_Problem requirements_
Nothing past the line containing "let scoping = all_sets(&server);" belongs in the output. Copy exactly every line of the data below from the first up to and including it.
Content starts
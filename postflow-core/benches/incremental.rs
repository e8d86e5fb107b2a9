//! Measurements of chunked versus monolithic evaluation.

use criterion::{black_box, criterion_group, criterion_main, Criterion};

use postflow_core::incremental::IncrementalRunner;
use postflow_core::testkit::{FixtureEngine, DISPLACEMENT_SETS};
use postflow_core::{
    DataSources, Field, FieldsContainer, Id, Location, Operator, Scoping, Server, Workflow,
};

criterion_group!(incremental, monolithic_min_max, chunked_min_max);
criterion_main!(incremental);

fn setup() -> (Server, DataSources) {
    let server = FixtureEngine::new().into_server().unwrap();
    let sources = DataSources::new(&server).unwrap();
    sources.set_result_file_path("/data/model.rst").unwrap();
    (server, sources)
}

fn displacement_workflow(server: &Server, sources: &DataSources) -> Workflow {
    let displacement = Operator::new(server, "displacement").unwrap();
    displacement.connect(4, sources).unwrap();
    let workflow = Workflow::new(server).unwrap();
    workflow.set_input_name("time", &displacement, 0).unwrap();
    workflow.set_output_name("fields", &displacement, 0).unwrap();
    workflow
}

fn all_sets(server: &Server) -> Scoping {
    let scoping = Scoping::new(server, Location::TimeFreq).unwrap();
    scoping
        .set_ids((1..=DISPLACEMENT_SETS as Id).collect())
        .unwrap();
    scoping
}

fn monolithic_min_max(c: &mut Criterion) {
    let (server, sources) = setup();
    let workflow = displacement_workflow(&server, &sources);
    workflow.connect("time", &all_sets(&server)).unwrap();

    c.bench_function("min_max_monolithic", |b| {
        b.iter(|| {
            let fields: FieldsContainer = workflow.get_output("fields").unwrap();
            let min_max = Operator::new(&server, "min_max_fc").unwrap();
            min_max.connect(0, &fields).unwrap();
            black_box(min_max.get_output::<Field>(1).unwrap())
        })
    });
}

fn chunked_min_max(c: &mut Criterion) {
    let (server, sources) = setup();
    let scoping = all_sets(&server);

    c.bench_function("min_max_chunked_5", |b| {
        b.iter(|| {
            let runner =
                IncrementalRunner::new(displacement_workflow(&server, &sources), "time", "fields", 5)
                    .unwrap()
                    .with_merge_operator("min_max_fc_inc");
            let merger = runner.run(&scoping).unwrap();
            black_box(merger.get_output::<Field>(1).unwrap())
        })
    });
}
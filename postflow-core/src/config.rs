//! Runtime client configuration.
//!
//! Settings that tune transport behavior without touching evaluation
//! semantics. Loaded from a TOML file or assembled in code; bindings read
//! the values they care about at connect time.

use std::fs;
use std::path::Path;

use crate::error::{Error, Result};

/// Default size of one streamed array slice, in bytes.
pub const DEFAULT_STREAMING_BUFFER_SIZE: usize = 1024 * 1024;

#[derive(Clone, Debug, PartialEq, Deserialize, Serialize)]
#[serde(default)]
pub struct RuntimeConfig {
    /// Slice size negotiated for length-delimited bulk array transfers.
    pub streaming_buffer_size: usize,
    /// Per-call timeout on network bindings, in milliseconds. `None` waits
    /// indefinitely.
    pub call_timeout_ms: Option<u64>,
    /// Heartbeat period of network bindings, in seconds. Zero disables the
    /// heartbeat.
    pub heartbeat_secs: u64,
    /// Compresses bulk array transfers when the binding supports it.
    pub compress_streams: bool,
}

impl Default for RuntimeConfig {
    fn default() -> Self {
        Self {
            streaming_buffer_size: DEFAULT_STREAMING_BUFFER_SIZE,
            call_timeout_ms: None,
            heartbeat_secs: 30,
            compress_streams: false,
        }
    }
}

impl RuntimeConfig {
    /// Reads a TOML configuration file.
    pub fn from_path(path: impl AsRef<Path>) -> Result<Self> {
        let path = path.as_ref();
        let text = fs::read_to_string(path).map_err(|e| {
            Error::Validation(format!("cannot read config `{}`: {}", path.display(), e))
        })?;
        Self::from_toml(&text)
    }

    pub fn from_toml(text: &str) -> Result<Self> {
        let config: RuntimeConfig = toml::from_str(text)
            .map_err(|e| Error::Serialization(format!("malformed config: {}", e)))?;
        config.validate()?;
        Ok(config)
    }

    pub fn to_toml(&self) -> Result<String> {
        toml::to_string(self).map_err(|e| Error::Serialization(e.to_string()))
    }

    fn validate(&self) -> Result<()> {
        if self.streaming_buffer_size == 0 {
            return Err(Error::validation("streaming_buffer_size must be positive"));
        }
        Ok(())
    }
}

#[cfg(test)]
mod tests {
    use super::*;

    #[test]
    fn defaults_apply_to_missing_keys() {
        let config = RuntimeConfig::from_toml("call_timeout_ms = 5000\n").unwrap();
        assert_eq!(config.call_timeout_ms, Some(5000));
        assert_eq!(config.streaming_buffer_size, DEFAULT_STREAMING_BUFFER_SIZE);
        assert_eq!(config.heartbeat_secs, 30);
    }

    #[test]
    fn zero_buffer_size_is_rejected() {
        assert!(RuntimeConfig::from_toml("streaming_buffer_size = 0\n").is_err());
    }

    #[test]
    fn round_trips_through_toml() {
        let config = RuntimeConfig {
            streaming_buffer_size: 4096,
            call_timeout_ms: Some(250),
            heartbeat_secs: 0,
            compress_streams: true,
        };
        let text = config.to_toml().unwrap();
        assert_eq!(RuntimeConfig::from_toml(&text).unwrap(), config);
    }
}
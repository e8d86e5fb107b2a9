//! Endpoint grammar.
//!
//! An endpoint names where an engine listens and how to reach it:
//!
//! - `tcp://host:port` (or bare `host:port`) for insecure TCP
//! - `uds:///path/to/socket` for a unix domain socket
//! - `wnua://:port` for windows loopback authentication, loopback only
//! - `mtls://host:port[?ca=..&cert=..&key=..]` for mutual TLS; certificate
//!   paths default to `ca.crt`, `client.crt` and `client.key` under the
//!   directory named by `ANSYS_GRPC_CERTIFICATES`
//!
//! Every form parses and validates on every platform. Forms whose transport
//! is not available in this build fail at connect time with a transport
//! error naming the missing capability.

use std::fmt;
use std::io::{Read, Write};
use std::net::{SocketAddr, TcpStream, ToSocketAddrs};
#[cfg(unix)]
use std::os::unix::net::UnixStream;
use std::path::{Path, PathBuf};
use std::str::FromStr;
use std::time::Duration;

use postflow_core::CERTIFICATES_ENV_VAR;

use crate::error::{Error, Result};

const CA_FILE: &str = "ca.crt";
const CERT_FILE: &str = "client.crt";
const KEY_FILE: &str = "client.key";

/// A parsed engine address.
#[derive(Clone, Debug, PartialEq)]
pub enum Endpoint {
    /// Insecure TCP, as `host:port`.
    Tcp(String),
    /// Unix domain socket path.
    Uds(PathBuf),
    /// Windows loopback authentication on a local port.
    Wnua(u16),
    /// Mutual TLS with explicit certificate material.
    Mtls {
        address: String,
        ca: PathBuf,
        cert: PathBuf,
        key: PathBuf,
    },
}

impl Endpoint {
    fn malformed(endpoint: &str, reason: impl Into<String>) -> Error {
        Error::MalformedEndpoint {
            endpoint: endpoint.to_string(),
            reason: reason.into(),
        }
    }

    /// Splits `host:port`, checking the port parses.
    fn check_address(endpoint: &str, address: &str) -> Result<u16> {
        let (_, port) = address
            .rsplit_once(':')
            .ok_or_else(|| Self::malformed(endpoint, "expected `host:port`"))?;
        port.parse::<u16>()
            .map_err(|_| Self::malformed(endpoint, format!("invalid port `{}`", port)))
    }

    /// Opens a blocking stream to this endpoint.
    pub fn connect(&self, timeout: Option<Duration>) -> Result<Stream> {
        match self {
            Self::Tcp(address) => {
                let addrs: Vec<SocketAddr> = address
                    .to_socket_addrs()
                    .map_err(|e| Error::HostUnreachable(format!("{}: {}", address, e)))?
                    .collect();
                let addr = addrs
                    .first()
                    .ok_or_else(|| Error::HostUnreachable(address.clone()))?;
                let stream = match timeout {
                    Some(t) => TcpStream::connect_timeout(addr, t),
                    None => TcpStream::connect(addr),
                }
                .map_err(|e| Error::HostUnreachable(format!("{}: {}", address, e)))?;
                stream.set_nodelay(true)?;
                Ok(Stream::Tcp(stream))
            }
            Self::Uds(path) => {
                #[cfg(unix)]
                {
                    let stream = UnixStream::connect(path)
                        .map_err(|e| Error::HostUnreachable(format!("{}: {}", path.display(), e)))?;
                    Ok(Stream::Uds(stream))
                }
                #[cfg(not(unix))]
                {
                    let _ = path;
                    Err(Error::TransportUnavailable(
                        "unix domain sockets need a unix platform".to_string(),
                    ))
                }
            }
            Self::Wnua(_) => Err(Error::TransportUnavailable(
                "wnua endpoints need the windows named-pipe transport, which this build does not carry"
                    .to_string(),
            )),
            Self::Mtls { ca, cert, key, .. } => {
                for path in &[ca, cert, key] {
                    if !path.exists() {
                        return Err(Error::HostUnreachable(format!(
                            "certificate file `{}` does not exist",
                            path.display()
                        )));
                    }
                }
                Err(Error::TransportUnavailable(
                    "mtls endpoints need a tls transport, which this build does not carry"
                        .to_string(),
                ))
            }
        }
    }
}

impl FromStr for Endpoint {
    type Err = Error;

    fn from_str(s: &str) -> Result<Self> {
        let (scheme, rest) = match s.split_once("://") {
            Some((scheme, rest)) => (scheme, rest),
            None => ("tcp", s),
        };
        match scheme {
            "tcp" => {
                Self::check_address(s, rest)?;
                Ok(Self::Tcp(rest.to_string()))
            }
            "uds" | "unix" => {
                if rest.is_empty() {
                    return Err(Self::malformed(s, "empty socket path"));
                }
                Ok(Self::Uds(PathBuf::from(rest)))
            }
            "wnua" => {
                let (host, _) = rest
                    .rsplit_once(':')
                    .ok_or_else(|| Self::malformed(s, "expected `wnua://:port`"))?;
                if !matches!(host, "" | "localhost" | "127.0.0.1") {
                    return Err(Self::malformed(s, "wnua endpoints are loopback only"));
                }
                let port = Self::check_address(s, rest)?;
                Ok(Self::Wnua(port))
            }
            "mtls" => {
                let (address, query) = match rest.split_once('?') {
                    Some((address, query)) => (address, Some(query)),
                    None => (rest, None),
                };
                Self::check_address(s, address)?;
                let mut ca = None;
                let mut cert = None;
                let mut key = None;
                if let Some(query) = query {
                    for pair in query.split('&') {
                        let (name, value) = pair
                            .split_once('=')
                            .ok_or_else(|| Self::malformed(s, format!("bad query pair `{}`", pair)))?;
                        match name {
                            "ca" => ca = Some(PathBuf::from(value)),
                            "cert" => cert = Some(PathBuf::from(value)),
                            "key" => key = Some(PathBuf::from(value)),
                            other => {
                                return Err(Self::malformed(
                                    s,
                                    format!("unknown query parameter `{}`", other),
                                ))
                            }
                        }
                    }
                }
                // unnamed certificates resolve from the environment directory
                let (ca, cert, key) = match (ca, cert, key) {
                    (Some(ca), Some(cert), Some(key)) => (ca, cert, key),
                    (ca, cert, key) => {
                        let dir = std::env::var(CERTIFICATES_ENV_VAR).map_err(|_| {
                            Self::malformed(
                                s,
                                format!(
                                    "certificates neither named in the endpoint nor via {}",
                                    CERTIFICATES_ENV_VAR
                                ),
                            )
                        })?;
                        let dir = Path::new(&dir);
                        (
                            ca.unwrap_or_else(|| dir.join(CA_FILE)),
                            cert.unwrap_or_else(|| dir.join(CERT_FILE)),
                            key.unwrap_or_else(|| dir.join(KEY_FILE)),
                        )
                    }
                };
                Ok(Self::Mtls {
                    address: address.to_string(),
                    ca,
                    cert,
                    key,
                })
            }
            other => Err(Self::malformed(s, format!("unknown scheme `{}`", other))),
        }
    }
}

impl fmt::Display for Endpoint {
    fn fmt(&self, f: &mut fmt::Formatter) -> fmt::Result {
        match self {
            Self::Tcp(address) => write!(f, "tcp://{}", address),
            Self::Uds(path) => write!(f, "uds://{}", path.display()),
            Self::Wnua(port) => write!(f, "wnua://:{}", port),
            Self::Mtls { address, .. } => write!(f, "mtls://{}", address),
        }
    }
}

/// A connected blocking stream, whichever transport carried it.
pub enum Stream {
    Tcp(TcpStream),
    #[cfg(unix)]
    Uds(UnixStream),
}

impl Stream {
    pub fn set_read_timeout(&self, timeout: Option<Duration>) -> Result<()> {
        match self {
            Self::Tcp(s) => s.set_read_timeout(timeout)?,
            #[cfg(unix)]
            Self::Uds(s) => s.set_read_timeout(timeout)?,
        }
        Ok(())
    }

    pub fn set_write_timeout(&self, timeout: Option<Duration>) -> Result<()> {
        match self {
            Self::Tcp(s) => s.set_write_timeout(timeout)?,
            #[cfg(unix)]
            Self::Uds(s) => s.set_write_timeout(timeout)?,
        }
        Ok(())
    }
}

impl Read for Stream {
    fn read(&mut self, buf: &mut [u8]) -> std::io::Result<usize> {
        match self {
            Self::Tcp(s) => s.read(buf),
            #[cfg(unix)]
            Self::Uds(s) => s.read(buf),
        }
    }
}

impl Write for Stream {
    fn write(&mut self, buf: &[u8]) -> std::io::Result<usize> {
        match self {
            Self::Tcp(s) => s.write(buf),
            #[cfg(unix)]
            Self::Uds(s) => s.write(buf),
        }
    }

    fn flush(&mut self) -> std::io::Result<()> {
        match self {
            Self::Tcp(s) => s.flush(),
            #[cfg(unix)]
            Self::Uds(s) => s.flush(),
        }
    }
}

#[cfg(test)]
mod tests {
    use super::*;

    #[test]
    fn bare_address_parses_as_tcp() {
        let ep: Endpoint = "127.0.0.1:50054".parse().unwrap();
        assert_eq!(ep, Endpoint::Tcp("127.0.0.1:50054".to_string()));
        assert_eq!(ep.to_string(), "tcp://127.0.0.1:50054");
    }

    #[test]
    fn uds_keeps_the_full_path() {
        let ep: Endpoint = "uds:///tmp/engine.sock".parse().unwrap();
        assert_eq!(ep, Endpoint::Uds(PathBuf::from("/tmp/engine.sock")));
    }

    #[test]
    fn wnua_rejects_remote_hosts() {
        assert!("wnua://:50054".parse::<Endpoint>().is_ok());
        assert!("wnua://localhost:50054".parse::<Endpoint>().is_ok());
        assert!("wnua://example.com:50054".parse::<Endpoint>().is_err());
    }

    #[test]
    fn mtls_accepts_explicit_certificates() {
        let ep: Endpoint = "mtls://host:1234?ca=/a.crt&cert=/b.crt&key=/b.key"
            .parse()
            .unwrap();
        match ep {
            Endpoint::Mtls { address, ca, .. } => {
                assert_eq!(address, "host:1234");
                assert_eq!(ca, PathBuf::from("/a.crt"));
            }
            other => panic!("expected mtls endpoint, got {:?}", other),
        }
    }

    #[test]
    fn bad_ports_and_schemes_are_rejected() {
        assert!("tcp://host:notaport".parse::<Endpoint>().is_err());
        assert!("ftp://host:21".parse::<Endpoint>().is_err());
        assert!("justahost".parse::<Endpoint>().is_err());
    }
}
Content ends
_Solution to the exercise_
filename postflow-core/benches/incremental.rs
repository e8d86e5fb107b2a9
//! Measurements of chunked versus monolithic evaluation.

use criterion::{black_box, criterion_group, criterion_main, Criterion};

use postflow_core::incremental::IncrementalRunner;
use postflow_core::testkit::{FixtureEngine, DISPLACEMENT_SETS};
use postflow_core::{
    DataSources, Field, FieldsContainer, Id, Location, Operator, Scoping, Server, Workflow,
};

criterion_group!(incremental, monolithic_min_max, chunked_min_max);
criterion_main!(incremental);

fn setup() -> (Server, DataSources) {
    let server = FixtureEngine::new().into_server().unwrap();
    let sources = DataSources::new(&server).unwrap();
    sources.set_result_file_path("/data/model.rst").unwrap();
    (server, sources)
}

fn displacement_workflow(server: &Server, sources: &DataSources) -> Workflow {
    let displacement = Operator::new(server, "displacement").unwrap();
    displacement.connect(4, sources).unwrap();
    let workflow = Workflow::new(server).unwrap();
    workflow.set_input_name("time", &displacement, 0).unwrap();
    workflow.set_output_name("fields", &displacement, 0).unwrap();
    workflow
}

fn all_sets(server: &Server) -> Scoping {
    let scoping = Scoping::new(server, Location::TimeFreq).unwrap();
    scoping
        .set_ids((1..=DISPLACEMENT_SETS as Id).collect())
        .unwrap();
    scoping
}

fn monolithic_min_max(c: &mut Criterion) {
    let (server, sources) = setup();
    let workflow = displacement_workflow(&server, &sources);
    workflow.connect("time", &all_sets(&server)).unwrap();

    c.bench_function("min_max_monolithic", |b| {
        b.iter(|| {
            let fields: FieldsContainer = workflow.get_output("fields").unwrap();
            let min_max = Operator::new(&server, "min_max_fc").unwrap();
            min_max.connect(0, &fields).unwrap();
            black_box(min_max.get_output::<Field>(1).unwrap())
        })
    });
}

fn chunked_min_max(c: &mut Criterion) {
    let (server, sources) = setup();
    let scoping = all_sets(&server);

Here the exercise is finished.